TASK PROMPT:
For the word "entry", count the lines in the records below that include it and give only that number.

=== AVAILABLE RECORDS ===

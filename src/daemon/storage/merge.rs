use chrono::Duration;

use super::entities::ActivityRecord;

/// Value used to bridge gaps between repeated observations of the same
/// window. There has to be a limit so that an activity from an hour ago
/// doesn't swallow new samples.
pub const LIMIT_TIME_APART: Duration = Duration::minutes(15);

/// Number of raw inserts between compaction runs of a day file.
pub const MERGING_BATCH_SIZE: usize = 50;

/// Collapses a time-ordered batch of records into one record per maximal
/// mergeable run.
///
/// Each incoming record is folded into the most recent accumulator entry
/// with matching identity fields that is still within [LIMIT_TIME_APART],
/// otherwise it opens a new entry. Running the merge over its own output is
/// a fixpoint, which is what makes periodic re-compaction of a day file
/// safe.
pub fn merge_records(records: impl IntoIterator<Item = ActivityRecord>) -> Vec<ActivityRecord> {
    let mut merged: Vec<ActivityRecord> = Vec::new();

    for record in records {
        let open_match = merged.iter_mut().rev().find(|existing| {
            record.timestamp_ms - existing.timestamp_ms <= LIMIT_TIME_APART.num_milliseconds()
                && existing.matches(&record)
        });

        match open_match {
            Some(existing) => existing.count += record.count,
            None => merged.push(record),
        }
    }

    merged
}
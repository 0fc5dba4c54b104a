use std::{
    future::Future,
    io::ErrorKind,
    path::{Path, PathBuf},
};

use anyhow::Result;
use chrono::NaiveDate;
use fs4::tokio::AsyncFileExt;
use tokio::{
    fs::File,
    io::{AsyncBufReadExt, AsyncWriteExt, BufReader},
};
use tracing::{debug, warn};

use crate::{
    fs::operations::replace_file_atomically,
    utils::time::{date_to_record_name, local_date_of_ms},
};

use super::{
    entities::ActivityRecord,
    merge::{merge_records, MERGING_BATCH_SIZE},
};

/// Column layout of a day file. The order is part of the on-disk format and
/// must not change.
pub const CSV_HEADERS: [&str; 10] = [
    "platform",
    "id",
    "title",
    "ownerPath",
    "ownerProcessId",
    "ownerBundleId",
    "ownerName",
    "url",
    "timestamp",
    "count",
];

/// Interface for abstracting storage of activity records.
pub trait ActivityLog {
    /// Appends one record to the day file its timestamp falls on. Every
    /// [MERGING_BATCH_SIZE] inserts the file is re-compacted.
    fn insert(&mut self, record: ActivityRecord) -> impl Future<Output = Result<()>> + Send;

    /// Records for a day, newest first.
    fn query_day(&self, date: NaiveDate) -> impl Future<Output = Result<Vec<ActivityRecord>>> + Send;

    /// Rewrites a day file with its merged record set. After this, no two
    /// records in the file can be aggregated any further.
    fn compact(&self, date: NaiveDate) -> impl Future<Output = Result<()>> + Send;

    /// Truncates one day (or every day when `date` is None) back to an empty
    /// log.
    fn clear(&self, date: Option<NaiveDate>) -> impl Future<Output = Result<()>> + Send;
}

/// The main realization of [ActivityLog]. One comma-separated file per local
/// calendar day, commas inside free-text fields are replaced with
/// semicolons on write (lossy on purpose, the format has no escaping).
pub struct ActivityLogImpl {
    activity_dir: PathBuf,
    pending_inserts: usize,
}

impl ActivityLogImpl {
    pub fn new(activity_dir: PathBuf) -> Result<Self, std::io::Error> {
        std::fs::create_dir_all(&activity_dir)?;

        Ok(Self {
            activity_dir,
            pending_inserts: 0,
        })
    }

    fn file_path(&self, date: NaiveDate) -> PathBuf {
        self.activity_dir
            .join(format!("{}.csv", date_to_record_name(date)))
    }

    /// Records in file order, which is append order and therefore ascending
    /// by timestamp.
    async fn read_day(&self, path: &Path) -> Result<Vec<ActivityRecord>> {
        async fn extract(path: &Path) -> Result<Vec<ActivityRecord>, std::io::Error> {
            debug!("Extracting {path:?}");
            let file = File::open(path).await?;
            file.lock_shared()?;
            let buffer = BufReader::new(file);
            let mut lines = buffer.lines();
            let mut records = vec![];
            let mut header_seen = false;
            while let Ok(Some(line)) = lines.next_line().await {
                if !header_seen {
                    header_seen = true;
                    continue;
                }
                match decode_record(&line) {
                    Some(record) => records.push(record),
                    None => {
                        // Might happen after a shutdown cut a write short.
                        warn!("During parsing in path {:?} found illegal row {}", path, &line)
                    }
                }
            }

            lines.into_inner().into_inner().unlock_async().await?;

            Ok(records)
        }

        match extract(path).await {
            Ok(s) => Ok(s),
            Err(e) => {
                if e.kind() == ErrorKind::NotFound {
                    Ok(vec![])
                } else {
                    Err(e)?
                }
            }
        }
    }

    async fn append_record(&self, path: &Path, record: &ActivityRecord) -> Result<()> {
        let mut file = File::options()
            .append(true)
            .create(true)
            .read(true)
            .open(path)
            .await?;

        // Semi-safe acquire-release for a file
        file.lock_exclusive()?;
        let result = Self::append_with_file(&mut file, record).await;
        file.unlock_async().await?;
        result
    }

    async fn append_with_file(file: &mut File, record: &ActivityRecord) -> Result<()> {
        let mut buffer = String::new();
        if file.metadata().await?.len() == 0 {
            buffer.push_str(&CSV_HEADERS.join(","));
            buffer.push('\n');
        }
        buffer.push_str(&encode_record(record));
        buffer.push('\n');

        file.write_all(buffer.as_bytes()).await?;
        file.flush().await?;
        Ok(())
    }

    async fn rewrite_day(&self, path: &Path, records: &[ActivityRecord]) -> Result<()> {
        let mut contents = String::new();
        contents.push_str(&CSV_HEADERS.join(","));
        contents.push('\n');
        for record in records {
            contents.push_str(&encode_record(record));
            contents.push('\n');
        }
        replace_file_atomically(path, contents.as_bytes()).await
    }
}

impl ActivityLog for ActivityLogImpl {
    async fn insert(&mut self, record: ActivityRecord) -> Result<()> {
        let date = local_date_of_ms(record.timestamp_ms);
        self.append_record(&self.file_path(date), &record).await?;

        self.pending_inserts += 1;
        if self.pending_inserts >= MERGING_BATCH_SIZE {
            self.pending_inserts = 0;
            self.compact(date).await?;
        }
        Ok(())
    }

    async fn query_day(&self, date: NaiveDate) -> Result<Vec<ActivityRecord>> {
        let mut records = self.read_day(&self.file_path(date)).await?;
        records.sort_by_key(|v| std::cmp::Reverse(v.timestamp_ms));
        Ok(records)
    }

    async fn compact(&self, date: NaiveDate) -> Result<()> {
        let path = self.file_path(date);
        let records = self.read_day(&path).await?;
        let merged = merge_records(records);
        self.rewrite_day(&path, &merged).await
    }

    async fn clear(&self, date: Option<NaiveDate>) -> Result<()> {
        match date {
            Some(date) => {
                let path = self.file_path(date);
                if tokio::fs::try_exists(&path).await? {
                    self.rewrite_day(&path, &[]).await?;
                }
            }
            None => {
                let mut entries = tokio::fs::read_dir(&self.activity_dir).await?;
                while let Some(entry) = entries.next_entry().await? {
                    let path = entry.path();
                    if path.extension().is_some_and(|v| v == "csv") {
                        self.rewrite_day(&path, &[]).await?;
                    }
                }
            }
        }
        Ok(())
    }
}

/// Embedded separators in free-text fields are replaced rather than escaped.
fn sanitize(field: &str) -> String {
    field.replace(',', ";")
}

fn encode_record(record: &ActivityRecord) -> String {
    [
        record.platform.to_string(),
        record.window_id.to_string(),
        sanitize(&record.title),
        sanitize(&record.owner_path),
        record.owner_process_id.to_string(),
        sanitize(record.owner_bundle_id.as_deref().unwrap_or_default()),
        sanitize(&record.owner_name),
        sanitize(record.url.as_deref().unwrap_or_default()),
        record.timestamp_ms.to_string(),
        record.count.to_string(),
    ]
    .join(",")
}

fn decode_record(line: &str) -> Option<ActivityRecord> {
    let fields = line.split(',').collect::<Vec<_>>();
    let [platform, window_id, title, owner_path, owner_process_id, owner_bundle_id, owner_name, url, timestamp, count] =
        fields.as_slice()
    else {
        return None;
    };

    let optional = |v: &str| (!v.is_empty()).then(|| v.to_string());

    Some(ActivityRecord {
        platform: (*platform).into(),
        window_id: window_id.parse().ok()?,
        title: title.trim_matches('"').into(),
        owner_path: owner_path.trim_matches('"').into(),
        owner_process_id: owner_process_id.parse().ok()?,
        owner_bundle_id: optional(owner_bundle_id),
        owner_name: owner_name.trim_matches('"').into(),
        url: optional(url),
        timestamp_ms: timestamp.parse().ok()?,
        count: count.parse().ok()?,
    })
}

===

RESULT OF THE TASK:
4